Experimental Time Order was an exhibition by Black Quantum Futurism, a collective of multidisciplinary artists Camae Ayewa and Rasheedah Phillips. Through videos, publications, collages, sculptures, performances, and discursive events, Black Quantum Futurism engages in community-based projects that draw from quantum physics and Black/Afrodiasporic cultural traditions of consciousness, time, and space. For this exhibition, the collective presented a body of work that questioned how we can manipulate and collapse space-time in order to imagine, see, and manifest future realities in the present.
Guided by the question “what temporal landscape does the clock embody?” the exhibition included mixed media collages, a reading station with Black Quantum Futurism publications, and their films All Time is Local (2019) and Time Travel Experiments (2017), which presented an instructional tutorial on do-it-yourself time travelling.

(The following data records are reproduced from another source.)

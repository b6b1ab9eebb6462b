use ratatui::Frame;
use ratatui::layout::{Alignment, Rect};
use ratatui::style::{Color, Modifier, Style};
use ratatui::text::{Line, Span};
use ratatui::widgets::{Block, Borders, Clear, Paragraph};
use unicode_width::UnicodeWidthStr;

use crate::common::truncate_with_ellipsis;

/// Calculates the area for an overlay, centered within `area`.
pub fn calculate_overlay_area(area: Rect, width: u16, height: u16) -> Rect {
    let width = width.min(area.width.saturating_sub(4));
    let height = height.min(area.height.saturating_sub(2));

    let overlay_x = area.x + (area.width.saturating_sub(width)) / 2;
    let overlay_y = area.y + (area.height.saturating_sub(height)) / 2;
    Rect::new(overlay_x, overlay_y, width, height)
}

/// Renders the base container for an overlay (clears background, draws border and title).
pub fn render_overlay_container(frame: &mut Frame, area: Rect, title: &str, border_color: Color) {
    frame.render_widget(Clear, area);

    let block = Block::default()
        .borders(Borders::ALL)
        .border_style(Style::default().fg(border_color))
        .title(format!(" {title} "))
        .title_style(
            Style::default()
                .fg(border_color)
                .add_modifier(Modifier::BOLD),
        );
    frame.render_widget(block, area);
}

pub struct OverlayConfig<'a> {
    pub title: &'a str,
    pub border_color: Color,
    pub width: u16,
    pub height: u16,
    pub hints: &'a [InputHint<'a>],
}

pub struct OverlayLayout {
    pub popup: Rect,
    pub body: Rect,
}

/// Render a standard overlay container and return its layout.
pub fn render_overlay(frame: &mut Frame, area: Rect, config: &OverlayConfig<'_>) -> OverlayLayout {
    let popup = calculate_overlay_area(area, config.width, config.height);
    render_overlay_container(frame, popup, config.title, config.border_color);

    let inner = Rect::new(
        popup.x + 2,
        popup.y + 1,
        popup.width.saturating_sub(4),
        popup.height.saturating_sub(2),
    );

    if !config.hints.is_empty() {
        render_hints(frame, inner, config.hints, config.border_color);
    }

    let footer_height = u16::from(!config.hints.is_empty());
    let body = Rect::new(
        inner.x,
        inner.y,
        inner.width,
        inner.height.saturating_sub(footer_height),
    );

    OverlayLayout { popup, body }
}

pub struct InputHint<'a> {
    pub key: &'a str,
    pub action: &'a str,
}

impl<'a> InputHint<'a> {
    pub fn new(key: &'a str, action: &'a str) -> Self {
        Self { key, action }
    }
}

/// Renders a line of keyboard hints at the bottom of `area`.
pub fn render_hints(frame: &mut Frame, area: Rect, hints: &[InputHint], highlight_color: Color) {
    let hints_y = area.y + area.height.saturating_sub(1);
    let hints_area = Rect::new(area.x, hints_y, area.width, 1);

    let mut spans = Vec::new();
    for (i, hint) in hints.iter().enumerate() {
        if i > 0 {
            spans.push(Span::styled(" • ", Style::default().fg(Color::DarkGray)));
        }
        spans.push(Span::styled(hint.key, Style::default().fg(highlight_color)));
        spans.push(Span::styled(
            format!(" {}", hint.action),
            Style::default().fg(Color::DarkGray),
        ));
    }

    let para = Paragraph::new(Line::from(spans)).alignment(Alignment::Center);
    frame.render_widget(para, hints_area);
}

/// A labeled single-line form field.
pub struct FieldLine<'a> {
    pub label: &'a str,
    pub value: &'a str,
    pub focused: bool,
    pub accent: Color,
}

/// Label column width shared by all form fields.
const LABEL_WIDTH: usize = 10;

/// Renders "Label     value█" on one row.
pub fn field_line(field: &FieldLine<'_>, width: u16) -> Line<'static> {
    let label = format!("{:<LABEL_WIDTH$}", field.label);
    let max_value = (width as usize).saturating_sub(label.width() + 1);
    let value = truncate_tail(field.value, max_value);

    let label_style = if field.focused {
        Style::default().fg(field.accent).add_modifier(Modifier::BOLD)
    } else {
        Style::default().fg(Color::DarkGray)
    };

    let mut spans = vec![
        Span::styled(label, label_style),
        Span::styled(value, Style::default().fg(Color::White)),
    ];
    if field.focused {
        spans.push(Span::styled("█", Style::default().fg(field.accent)));
    }
    Line::from(spans)
}

/// Renders "[x] label" on one row.
pub fn checkbox_line(label: &str, checked: bool, focused: bool, accent: Color) -> Line<'static> {
    let mark = if checked { "[x]" } else { "[ ]" };
    let style = if focused {
        Style::default().fg(accent).add_modifier(Modifier::BOLD)
    } else {
        Style::default().fg(Color::Gray)
    };
    Line::from(Span::styled(format!("{mark} {label}"), style))
}

/// Keeps the end of `value` visible while typing.
fn truncate_tail(value: &str, max_width: usize) -> String {
    if value.width() <= max_width {
        return value.to_string();
    }
    let reversed: String = value.chars().rev().collect();
    truncate_with_ellipsis(&reversed, max_width)
        .chars()
        .rev()
        .collect()
}
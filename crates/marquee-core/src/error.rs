//! Collaborator error type.
//!
//! Every call to the backend or the catalog fails with a `ServiceError`: a
//! category the UI can branch on plus a one-line message fit for display.

use std::fmt;

use serde_json::Value;

/// Error category.
#[derive(Debug, Clone, Copy, PartialEq, Eq)]
pub enum ServiceErrorKind {
    /// Credentials or token rejected by the auth service.
    Auth,
    /// Operation needs a signed-in user.
    NotAuthenticated,
    /// Non-success HTTP status.
    HttpStatus,
    /// Connection failure or timeout.
    Network,
    /// Response body did not match the expected shape.
    Decode,
    /// Missing or invalid local configuration.
    Config,
    /// Input rejected locally before any call was made.
    Invalid,
}

/// Structured error from a collaborator call.
#[derive(Debug, Clone)]
pub struct ServiceError {
    pub kind: ServiceErrorKind,
    /// One-line summary suitable for display
    pub message: String,
    /// Optional raw details (e.g. the response body)
    pub details: Option<String>,
    /// HTTP status, for `HttpStatus`/`Auth` errors
    pub status: Option<u16>,
}

impl ServiceError {
    pub fn new(kind: ServiceErrorKind, message: impl Into<String>) -> Self {
        Self {
            kind,
            message: message.into(),
            details: None,
            status: None,
        }
    }

    pub fn not_authenticated() -> Self {
        Self::new(ServiceErrorKind::NotAuthenticated, "Not authenticated")
    }

    pub fn config(err: &anyhow::Error) -> Self {
        Self::new(ServiceErrorKind::Config, format!("{err:#}"))
    }

    pub fn decode(err: impl fmt::Display) -> Self {
        Self::new(
            ServiceErrorKind::Decode,
            format!("Unexpected response: {err}"),
        )
    }

    /// Creates an error from a non-success HTTP response.
    ///
    /// Auth statuses (400/401/403/422 from the auth endpoints) are reported
    /// as `Auth` by the caller via [`ServiceError::into_auth`]. The message
    /// prefers the service's own wording when the body carries one.
    pub fn http_status(status: u16, body: &str) -> Self {
        let extracted = serde_json::from_str::<Value>(body)
            .ok()
            .and_then(|json| extract_message(&json));

        let message = match extracted {
            Some(msg) => msg,
            None => format!("HTTP {status}"),
        };

        Self {
            kind: ServiceErrorKind::HttpStatus,
            message,
            details: (!body.is_empty()).then(|| body.to_string()),
            status: Some(status),
        }
    }

    /// Re-labels a client-side HTTP failure as an auth rejection.
    #[must_use]
    pub fn into_auth(mut self) -> Self {
        if self.kind == ServiceErrorKind::HttpStatus {
            self.kind = ServiceErrorKind::Auth;
        }
        self
    }

    pub fn is_auth(&self) -> bool {
        matches!(
            self.kind,
            ServiceErrorKind::Auth | ServiceErrorKind::NotAuthenticated
        )
    }
}

/// Pulls a human-readable message out of the error shapes used by the
/// auth service (`msg`, `error_description`), the row API (`message`) and
/// the catalog (`status_message`).
fn extract_message(json: &Value) -> Option<String> {
    ["msg", "error_description", "message", "status_message"]
        .iter()
        .find_map(|key| json.get(*key).and_then(Value::as_str))
        .or_else(|| json.get("error").and_then(Value::as_str))
        .map(str::to_string)
}

impl From<reqwest::Error> for ServiceError {
    fn from(e: reqwest::Error) -> Self {
        if e.is_timeout() {
            ServiceError::new(
                ServiceErrorKind::Network,
                format!("Request timed out: {e}"),
            )
        } else if e.is_connect() {
            ServiceError::new(
                ServiceErrorKind::Network,
                format!("Connection failed: {e}"),
            )
        } else if e.is_decode() {
            ServiceError::decode(e)
        } else {
            ServiceError::new(ServiceErrorKind::Network, format!("Network error: {e}"))
        }
    }
}

impl fmt::Display for ServiceError {
    fn fmt(&self, f: &mut fmt::Formatter<'_>) -> fmt::Result {
        write!(f, "{}", self.message)
    }
}

impl std::error::Error for ServiceError {}

/// Result type for collaborator operations.
pub type ServiceResult<T> = std::result::Result<T, ServiceError>;

#[cfg(test)]
mod tests {
    use super::*;

    #[test]
    fn test_http_status_uses_service_wording() {
        let err = ServiceError::http_status(
            400,
            r#"{"error":"invalid_grant","error_description":"Invalid login credentials"}"#,
        );
        assert_eq!(err.message, "Invalid login credentials");
        assert_eq!(err.kind, ServiceErrorKind::HttpStatus);
        assert!(err.details.is_some());
        assert_eq!(err.status, Some(400));

        let row = ServiceError::http_status(409, r#"{"code":"23505","message":"duplicate key"}"#);
        assert_eq!(row.to_string(), "duplicate key");

        let catalog = ServiceError::http_status(
            401,
            r#"{"status_code":7,"status_message":"Invalid API key"}"#,
        );
        assert_eq!(catalog.to_string(), "Invalid API key");
    }

    #[test]
    fn test_http_status_falls_back_to_code() {
        let err = ServiceError::http_status(502, "<html>bad gateway</html>");
        assert_eq!(err.message, "HTTP 502");

        let empty = ServiceError::http_status(500, "");
        assert!(empty.details.is_none());
    }

    #[test]
    fn test_into_auth_only_relabels_http_errors() {
        let auth = ServiceError::http_status(400, "{}").into_auth();
        assert!(auth.is_auth());

        let network = ServiceError::new(ServiceErrorKind::Network, "down").into_auth();
        assert_eq!(network.kind, ServiceErrorKind::Network);
        assert!(!network.is_auth());
    }
}
//! Shared domain types for Marquee.
//!
//! These mirror the rows and payloads exchanged with the backend service and
//! the movie catalog. They carry no behavior beyond small display helpers.

use std::fmt;

use chrono::{DateTime, Utc};
use serde::{Deserialize, Serialize};

/// Catalog movie identifier (TMDB numeric id).
pub type MovieId = u64;

/// Profile metadata attached to an account.
#[derive(Debug, Clone, Default, PartialEq, Eq, Serialize, Deserialize)]
pub struct UserMetadata {
    #[serde(default, skip_serializing_if = "Option::is_none")]
    pub username: Option<String>,
    #[serde(default, skip_serializing_if = "Option::is_none")]
    pub avatar_url: Option<String>,
}

/// An authenticated account.
#[derive(Debug, Clone, PartialEq, Eq, Serialize, Deserialize)]
pub struct User {
    pub id: String,
    #[serde(default)]
    pub email: Option<String>,
    #[serde(default)]
    pub user_metadata: UserMetadata,
}

impl User {
    /// Name to show in the UI: username, then email, then the raw id.
    pub fn display_name(&self) -> &str {
        self.user_metadata
            .username
            .as_deref()
            .filter(|name| !name.is_empty())
            .or(self.email.as_deref())
            .unwrap_or(&self.id)
    }
}

/// A signed-in session returned by the auth service.
#[derive(Clone, PartialEq, Eq, Serialize, Deserialize)]
pub struct Session {
    pub access_token: String,
    pub refresh_token: String,
    /// Expiry as unix seconds, when the service reports it.
    #[serde(default)]
    pub expires_at: Option<i64>,
    pub user: User,
}

impl fmt::Debug for Session {
    fn fmt(&self, f: &mut fmt::Formatter<'_>) -> fmt::Result {
        f.debug_struct("Session")
            .field("access_token", &"<redacted>")
            .field("refresh_token", &"<redacted>")
            .field("expires_at", &self.expires_at)
            .field("user", &self.user)
            .finish()
    }
}

/// A row in the user's watchlist.
#[derive(Debug, Clone, PartialEq, Serialize, Deserialize)]
pub struct WatchlistEntry {
    #[serde(default, skip_serializing_if = "Option::is_none")]
    pub id: Option<i64>,
    pub user_id: String,
    pub movie_id: MovieId,
    pub movie_title: String,
    #[serde(default)]
    pub movie_poster: Option<String>,
    #[serde(default, skip_serializing_if = "Option::is_none")]
    pub added_at: Option<DateTime<Utc>>,
}

/// A star rating (1-10) with an optional review.
#[derive(Debug, Clone, PartialEq, Serialize, Deserialize)]
pub struct Rating {
    #[serde(default)]
    pub user_id: Option<String>,
    pub movie_id: MovieId,
    pub rating: u8,
    #[serde(default)]
    pub review: String,
    #[serde(default)]
    pub created_at: Option<DateTime<Utc>>,
}

/// A movie as listed by the catalog (search results, popular list).
#[derive(Debug, Clone, PartialEq, Serialize, Deserialize)]
pub struct CatalogMovie {
    pub id: MovieId,
    pub title: String,
    #[serde(default)]
    pub poster_path: Option<String>,
    #[serde(default)]
    pub overview: String,
    #[serde(default)]
    pub release_date: Option<String>,
    #[serde(default)]
    pub vote_average: Option<f32>,
}

impl CatalogMovie {
    /// Release year parsed from the `YYYY-MM-DD` release date.
    pub fn year(&self) -> Option<&str> {
        self.release_date
            .as_deref()
            .and_then(|date| date.get(..4))
            .filter(|year| year.chars().all(|c| c.is_ascii_digit()))
    }
}

/// Full movie details for the detail view.
#[derive(Debug, Clone, Default, PartialEq, Serialize, Deserialize)]
pub struct MovieDetails {
    pub id: MovieId,
    pub title: String,
    pub poster_path: Option<String>,
    pub synopsis: String,
    pub genres: Vec<String>,
    pub cast: Vec<String>,
    /// YouTube video key of the first trailer, if any.
    pub trailer: Option<String>,
    pub release_date: Option<String>,
}

impl MovieDetails {
    pub fn trailer_url(&self) -> Option<String> {
        self.trailer
            .as_ref()
            .map(|key| format!("https://www.youtube.com/watch?v={key}"))
    }
}
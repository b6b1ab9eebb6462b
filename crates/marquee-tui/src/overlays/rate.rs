//! Rating overlay: pick a 1-10 score and an optional review.

use crossterm::event::{KeyCode, KeyEvent, KeyModifiers};
use marquee_core::types::{MovieId, Rating};
use marquee_core::validate::{self, RATING_RANGE};
use ratatui::Frame;
use ratatui::layout::Rect;
use ratatui::style::{Color, Modifier, Style};
use ratatui::text::{Line, Span};
use ratatui::widgets::Paragraph;

use super::OverlayUpdate;
use super::form::TextField;
use super::render_utils::{FieldLine, InputHint, OverlayConfig, field_line, render_overlay};
use crate::common::truncate_with_ellipsis;
use crate::effects::UiEffect;
use crate::state::TuiState;

#[derive(Debug, Clone)]
pub struct RateState {
    pub movie_id: MovieId,
    pub title: String,
    /// 0 until a score is picked.
    pub score: u8,
    pub review: TextField,
    pub editing_review: bool,
    pub error: Option<String>,
}

impl RateState {
    pub fn open(movie_id: MovieId, title: String, current: Option<&Rating>) -> Self {
        Self {
            movie_id,
            title,
            score: current.map_or(0, |r| r.rating),
            review: current
                .map(|r| TextField::with_value(r.review.clone()))
                .unwrap_or_default(),
            editing_review: false,
            error: None,
        }
    }

    pub fn render(&self, frame: &mut Frame, area: Rect) {
        render_rate_overlay(frame, self, area);
    }

    pub fn handle_paste(&mut self, text: &str) {
        if self.editing_review {
            self.review.paste(text);
        }
    }

    pub fn handle_key(&mut self, tui: &TuiState, key: KeyEvent) -> OverlayUpdate {
        let ctrl = key.modifiers.contains(KeyModifiers::CONTROL);

        match key.code {
            KeyCode::Esc => return OverlayUpdate::close(),
            KeyCode::Char('c') if ctrl => return OverlayUpdate::close(),
            KeyCode::Enter => return self.submit(tui),
            KeyCode::Tab | KeyCode::BackTab => {
                self.editing_review = !self.editing_review;
                return OverlayUpdate::stay();
            }
            _ => {}
        }

        if self.editing_review {
            self.review.handle_key(key);
            return OverlayUpdate::stay();
        }

        let max = *RATING_RANGE.end();
        let min = *RATING_RANGE.start();
        match key.code {
            KeyCode::Left | KeyCode::Char('h' | '-') => {
                self.score = self.score.saturating_sub(1).max(min);
            }
            KeyCode::Right | KeyCode::Char('l' | '+') => {
                self.score = (self.score + 1).min(max);
            }
            // '0' stands for 10.
            KeyCode::Char(c @ '0'..='9') => {
                self.score = match c.to_digit(10) {
                    Some(0) => max,
                    Some(d) => d as u8,
                    None => self.score,
                };
            }
            _ => return OverlayUpdate::stay(),
        }
        self.error = None;
        OverlayUpdate::stay()
    }

    fn submit(&mut self, tui: &TuiState) -> OverlayUpdate {
        let Some(session) = tui.session.clone() else {
            self.error = Some("Sign in to rate movies".to_string());
            return OverlayUpdate::stay();
        };
        let score = match validate::rating(self.score) {
            Ok(score) => score,
            Err(err) => {
                self.error = Some(err.to_string());
                return OverlayUpdate::stay();
            }
        };

        OverlayUpdate::close().with_ui_effects(vec![UiEffect::SaveRating {
            task: None,
            session,
            movie_id: self.movie_id,
            title: self.title.clone(),
            score,
            review: self.review.value().trim().to_string(),
        }])
    }
}

fn stars(score: u8) -> Line<'static> {
    let max = *RATING_RANGE.end();
    let filled = "★".repeat(score as usize);
    let empty = "☆".repeat(max.saturating_sub(score) as usize);
    let label = if score == 0 {
        "  -/10".to_string()
    } else {
        format!("  {score}/10")
    };
    Line::from(vec![
        Span::styled(filled, Style::default().fg(Color::Yellow)),
        Span::styled(empty, Style::default().fg(Color::DarkGray)),
        Span::styled(label, Style::default().add_modifier(Modifier::BOLD)),
    ])
}

fn render_rate_overlay(frame: &mut Frame, state: &RateState, area: Rect) {
    let accent = Color::Yellow;
    let hints = [
        InputHint::new("←/→ 1-0", "score"),
        InputHint::new("Tab", "review"),
        InputHint::new("Enter", "save"),
        InputHint::new("Esc", "cancel"),
    ];
    let layout = render_overlay(
        frame,
        area,
        &OverlayConfig {
            title: "Rate",
            border_color: accent,
            width: 64,
            height: 10,
            hints: &hints,
        },
    );

    let width = layout.body.width;
    let review = state.review.display();
    let title = truncate_with_ellipsis(&state.title, width as usize);
    let mut lines = vec![
        Line::from(Span::styled(
            title,
            Style::default().fg(Color::White).add_modifier(Modifier::BOLD),
        )),
        Line::default(),
        stars(state.score),
        field_line(
            &FieldLine {
                label: "Review",
                value: &review,
                focused: state.editing_review,
                accent,
            },
            width,
        ),
        Line::default(),
    ];
    if let Some(error) = &state.error {
        lines.push(Line::from(Span::styled(
            error.clone(),
            Style::default().fg(Color::Red),
        )));
    }
    frame.render_widget(Paragraph::new(lines), layout.body);
}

The meditative and scientific qualities of time travel offered strategies to refuse, disrupt, and dismantle the Western mode of linear time—a system inseparable from a history of oppression through its role in regulating bodies, labour, and capital. Through an engagement with intersectional science fiction and non-Western time keeping rituals, the works in Experimental Time Order presented portals into everyday time travel as a way to regain control over one’s own temporality against the clock.
Experimental Time Order was complemented by a talk with Ayewa, Phillips, and Hogan’s Alley Society co-chair Adam Rudder; followed by a performance by Ayewa and Phillips in the Grand Luxe Hall. An opening reception was held on September 12, 2019 at 7:00 p.m.
Curated by Pablo de Ocampo.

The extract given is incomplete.